_Exercise instructions_:
Your answer should consist of the lines in the data below that contain "load".

_Entries provided_:
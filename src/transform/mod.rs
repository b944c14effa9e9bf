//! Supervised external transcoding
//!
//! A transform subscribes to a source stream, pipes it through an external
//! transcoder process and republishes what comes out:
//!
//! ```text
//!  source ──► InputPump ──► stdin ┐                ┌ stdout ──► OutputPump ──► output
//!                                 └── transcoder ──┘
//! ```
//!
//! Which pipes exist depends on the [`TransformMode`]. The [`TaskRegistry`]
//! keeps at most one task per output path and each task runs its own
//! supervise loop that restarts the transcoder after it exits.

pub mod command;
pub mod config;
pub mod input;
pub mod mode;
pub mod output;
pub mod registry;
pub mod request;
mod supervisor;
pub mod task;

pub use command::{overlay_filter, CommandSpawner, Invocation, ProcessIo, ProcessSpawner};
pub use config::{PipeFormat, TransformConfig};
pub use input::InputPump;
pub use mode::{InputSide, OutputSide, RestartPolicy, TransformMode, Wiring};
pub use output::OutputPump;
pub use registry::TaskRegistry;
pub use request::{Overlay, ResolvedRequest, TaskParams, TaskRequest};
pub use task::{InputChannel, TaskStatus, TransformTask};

--

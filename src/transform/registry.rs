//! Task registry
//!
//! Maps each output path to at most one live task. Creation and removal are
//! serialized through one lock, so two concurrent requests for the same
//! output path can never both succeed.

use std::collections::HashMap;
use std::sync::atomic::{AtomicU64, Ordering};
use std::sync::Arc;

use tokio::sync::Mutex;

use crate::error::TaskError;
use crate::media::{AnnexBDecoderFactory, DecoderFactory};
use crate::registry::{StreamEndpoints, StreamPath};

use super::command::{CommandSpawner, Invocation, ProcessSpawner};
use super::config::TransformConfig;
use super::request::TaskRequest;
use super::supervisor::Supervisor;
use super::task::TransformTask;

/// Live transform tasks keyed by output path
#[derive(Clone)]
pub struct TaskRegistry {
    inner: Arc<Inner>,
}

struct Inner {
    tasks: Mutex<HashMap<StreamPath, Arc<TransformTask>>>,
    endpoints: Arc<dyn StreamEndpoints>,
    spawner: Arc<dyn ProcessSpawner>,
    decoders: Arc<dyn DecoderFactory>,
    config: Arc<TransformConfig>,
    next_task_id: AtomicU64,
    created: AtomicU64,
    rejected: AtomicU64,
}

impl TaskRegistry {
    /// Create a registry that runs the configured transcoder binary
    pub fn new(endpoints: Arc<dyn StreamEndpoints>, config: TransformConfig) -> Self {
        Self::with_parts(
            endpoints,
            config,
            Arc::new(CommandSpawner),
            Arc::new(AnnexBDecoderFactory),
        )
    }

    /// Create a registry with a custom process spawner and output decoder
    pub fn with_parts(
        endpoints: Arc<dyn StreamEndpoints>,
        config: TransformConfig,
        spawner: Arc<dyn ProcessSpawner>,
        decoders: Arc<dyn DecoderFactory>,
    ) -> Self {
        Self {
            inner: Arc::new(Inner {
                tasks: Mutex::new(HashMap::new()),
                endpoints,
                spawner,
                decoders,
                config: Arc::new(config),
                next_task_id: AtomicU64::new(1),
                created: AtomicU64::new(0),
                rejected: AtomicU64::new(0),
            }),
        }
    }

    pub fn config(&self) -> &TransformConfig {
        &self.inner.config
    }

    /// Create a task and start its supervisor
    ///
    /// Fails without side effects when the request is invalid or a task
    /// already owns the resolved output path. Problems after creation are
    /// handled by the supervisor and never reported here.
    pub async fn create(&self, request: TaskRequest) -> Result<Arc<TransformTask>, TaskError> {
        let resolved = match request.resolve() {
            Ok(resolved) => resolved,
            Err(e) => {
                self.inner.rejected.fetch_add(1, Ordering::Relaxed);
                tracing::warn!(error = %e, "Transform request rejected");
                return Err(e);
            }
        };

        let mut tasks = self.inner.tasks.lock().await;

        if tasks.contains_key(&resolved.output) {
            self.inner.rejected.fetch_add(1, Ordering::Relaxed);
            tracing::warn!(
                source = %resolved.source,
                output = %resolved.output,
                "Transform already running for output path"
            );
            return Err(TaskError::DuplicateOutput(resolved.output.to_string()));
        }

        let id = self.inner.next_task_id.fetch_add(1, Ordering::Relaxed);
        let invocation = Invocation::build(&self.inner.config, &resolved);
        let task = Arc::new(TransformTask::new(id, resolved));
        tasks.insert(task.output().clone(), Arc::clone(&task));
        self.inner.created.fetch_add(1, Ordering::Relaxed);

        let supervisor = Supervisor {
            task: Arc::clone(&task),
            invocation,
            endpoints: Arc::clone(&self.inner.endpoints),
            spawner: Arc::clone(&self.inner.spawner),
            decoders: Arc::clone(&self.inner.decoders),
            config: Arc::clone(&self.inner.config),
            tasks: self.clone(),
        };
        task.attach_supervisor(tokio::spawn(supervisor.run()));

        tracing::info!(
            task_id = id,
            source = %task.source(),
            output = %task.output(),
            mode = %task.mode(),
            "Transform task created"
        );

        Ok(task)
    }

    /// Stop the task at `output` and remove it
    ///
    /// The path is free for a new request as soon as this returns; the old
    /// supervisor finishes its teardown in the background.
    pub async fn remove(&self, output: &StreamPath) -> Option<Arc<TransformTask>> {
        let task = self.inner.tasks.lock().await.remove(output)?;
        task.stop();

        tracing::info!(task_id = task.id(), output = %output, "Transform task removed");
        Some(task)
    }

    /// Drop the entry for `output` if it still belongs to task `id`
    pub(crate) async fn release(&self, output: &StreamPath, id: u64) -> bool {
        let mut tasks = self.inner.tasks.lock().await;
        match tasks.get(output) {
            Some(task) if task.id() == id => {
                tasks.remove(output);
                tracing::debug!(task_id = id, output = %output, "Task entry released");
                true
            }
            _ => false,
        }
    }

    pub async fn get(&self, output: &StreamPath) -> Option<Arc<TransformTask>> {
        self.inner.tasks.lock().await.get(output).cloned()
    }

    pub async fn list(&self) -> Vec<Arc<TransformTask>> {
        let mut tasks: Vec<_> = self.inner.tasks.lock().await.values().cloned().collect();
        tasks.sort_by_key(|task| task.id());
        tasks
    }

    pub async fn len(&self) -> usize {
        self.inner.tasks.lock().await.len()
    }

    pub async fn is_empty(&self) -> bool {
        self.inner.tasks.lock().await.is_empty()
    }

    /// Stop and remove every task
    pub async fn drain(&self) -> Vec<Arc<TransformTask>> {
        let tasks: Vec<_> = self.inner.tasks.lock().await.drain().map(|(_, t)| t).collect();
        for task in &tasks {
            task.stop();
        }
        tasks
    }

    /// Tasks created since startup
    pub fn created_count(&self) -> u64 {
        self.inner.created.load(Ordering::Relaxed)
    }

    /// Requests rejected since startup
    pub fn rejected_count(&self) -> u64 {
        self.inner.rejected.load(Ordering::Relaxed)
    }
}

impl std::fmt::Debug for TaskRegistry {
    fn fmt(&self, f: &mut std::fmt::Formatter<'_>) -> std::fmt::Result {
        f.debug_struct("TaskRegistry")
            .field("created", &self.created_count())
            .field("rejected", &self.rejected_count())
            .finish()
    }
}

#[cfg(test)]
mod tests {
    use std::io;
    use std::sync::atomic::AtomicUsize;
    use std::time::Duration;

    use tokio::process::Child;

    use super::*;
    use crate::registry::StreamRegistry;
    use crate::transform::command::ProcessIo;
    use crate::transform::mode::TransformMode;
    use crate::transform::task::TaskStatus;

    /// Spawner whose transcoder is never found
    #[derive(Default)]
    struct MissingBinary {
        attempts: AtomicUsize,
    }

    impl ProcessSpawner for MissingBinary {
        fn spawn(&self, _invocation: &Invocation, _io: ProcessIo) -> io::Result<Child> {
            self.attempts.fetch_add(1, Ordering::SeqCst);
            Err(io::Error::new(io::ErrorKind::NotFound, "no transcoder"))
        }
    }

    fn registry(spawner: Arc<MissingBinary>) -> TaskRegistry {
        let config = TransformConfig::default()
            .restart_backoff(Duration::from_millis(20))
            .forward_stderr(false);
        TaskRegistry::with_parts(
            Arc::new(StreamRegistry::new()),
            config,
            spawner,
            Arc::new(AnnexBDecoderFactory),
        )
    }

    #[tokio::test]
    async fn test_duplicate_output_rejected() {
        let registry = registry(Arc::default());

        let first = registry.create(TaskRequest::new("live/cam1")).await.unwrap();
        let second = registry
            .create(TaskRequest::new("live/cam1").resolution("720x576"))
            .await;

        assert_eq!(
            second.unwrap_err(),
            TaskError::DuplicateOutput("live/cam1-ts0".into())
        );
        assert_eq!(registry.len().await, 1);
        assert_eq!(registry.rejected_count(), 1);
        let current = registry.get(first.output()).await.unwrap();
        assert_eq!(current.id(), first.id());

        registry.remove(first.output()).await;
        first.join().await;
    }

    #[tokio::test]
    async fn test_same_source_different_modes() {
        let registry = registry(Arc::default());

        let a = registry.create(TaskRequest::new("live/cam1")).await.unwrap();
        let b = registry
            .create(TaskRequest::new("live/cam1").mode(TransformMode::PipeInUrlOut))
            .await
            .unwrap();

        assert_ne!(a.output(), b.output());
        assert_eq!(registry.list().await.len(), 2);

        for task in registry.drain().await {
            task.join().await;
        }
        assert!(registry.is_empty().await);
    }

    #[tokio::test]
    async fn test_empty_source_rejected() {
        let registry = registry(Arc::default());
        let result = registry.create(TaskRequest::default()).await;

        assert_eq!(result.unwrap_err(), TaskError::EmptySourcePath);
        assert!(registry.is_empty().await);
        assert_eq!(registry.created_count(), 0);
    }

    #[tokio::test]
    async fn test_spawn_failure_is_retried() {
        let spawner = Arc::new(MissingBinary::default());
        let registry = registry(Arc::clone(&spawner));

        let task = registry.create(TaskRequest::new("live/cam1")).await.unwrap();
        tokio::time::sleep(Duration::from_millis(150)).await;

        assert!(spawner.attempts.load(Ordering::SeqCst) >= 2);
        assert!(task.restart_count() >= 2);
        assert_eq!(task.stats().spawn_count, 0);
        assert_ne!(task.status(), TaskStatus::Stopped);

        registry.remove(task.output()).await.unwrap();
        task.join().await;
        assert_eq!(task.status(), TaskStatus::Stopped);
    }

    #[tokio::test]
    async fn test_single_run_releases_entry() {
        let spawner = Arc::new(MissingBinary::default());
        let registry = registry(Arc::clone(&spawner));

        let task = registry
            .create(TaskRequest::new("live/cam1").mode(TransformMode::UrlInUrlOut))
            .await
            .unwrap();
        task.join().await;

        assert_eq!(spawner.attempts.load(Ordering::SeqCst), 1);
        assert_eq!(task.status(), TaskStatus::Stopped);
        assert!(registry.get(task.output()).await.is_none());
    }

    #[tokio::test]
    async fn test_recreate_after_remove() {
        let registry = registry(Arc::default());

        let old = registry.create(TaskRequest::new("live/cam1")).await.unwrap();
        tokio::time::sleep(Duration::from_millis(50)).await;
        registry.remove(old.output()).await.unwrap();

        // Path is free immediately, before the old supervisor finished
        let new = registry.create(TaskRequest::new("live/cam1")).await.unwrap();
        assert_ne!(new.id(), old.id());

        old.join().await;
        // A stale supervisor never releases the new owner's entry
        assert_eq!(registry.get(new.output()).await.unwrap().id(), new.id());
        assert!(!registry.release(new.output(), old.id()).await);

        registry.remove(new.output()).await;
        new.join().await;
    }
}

_Solution to the problem_:
        self.inner.created.load(Ordering::Relaxed)
        self.inner.rejected.load(Ordering::Relaxed)
        assert!(spawner.attempts.load(Ordering::SeqCst) >= 2);
        assert_eq!(spawner.attempts.load(Ordering::SeqCst), 1);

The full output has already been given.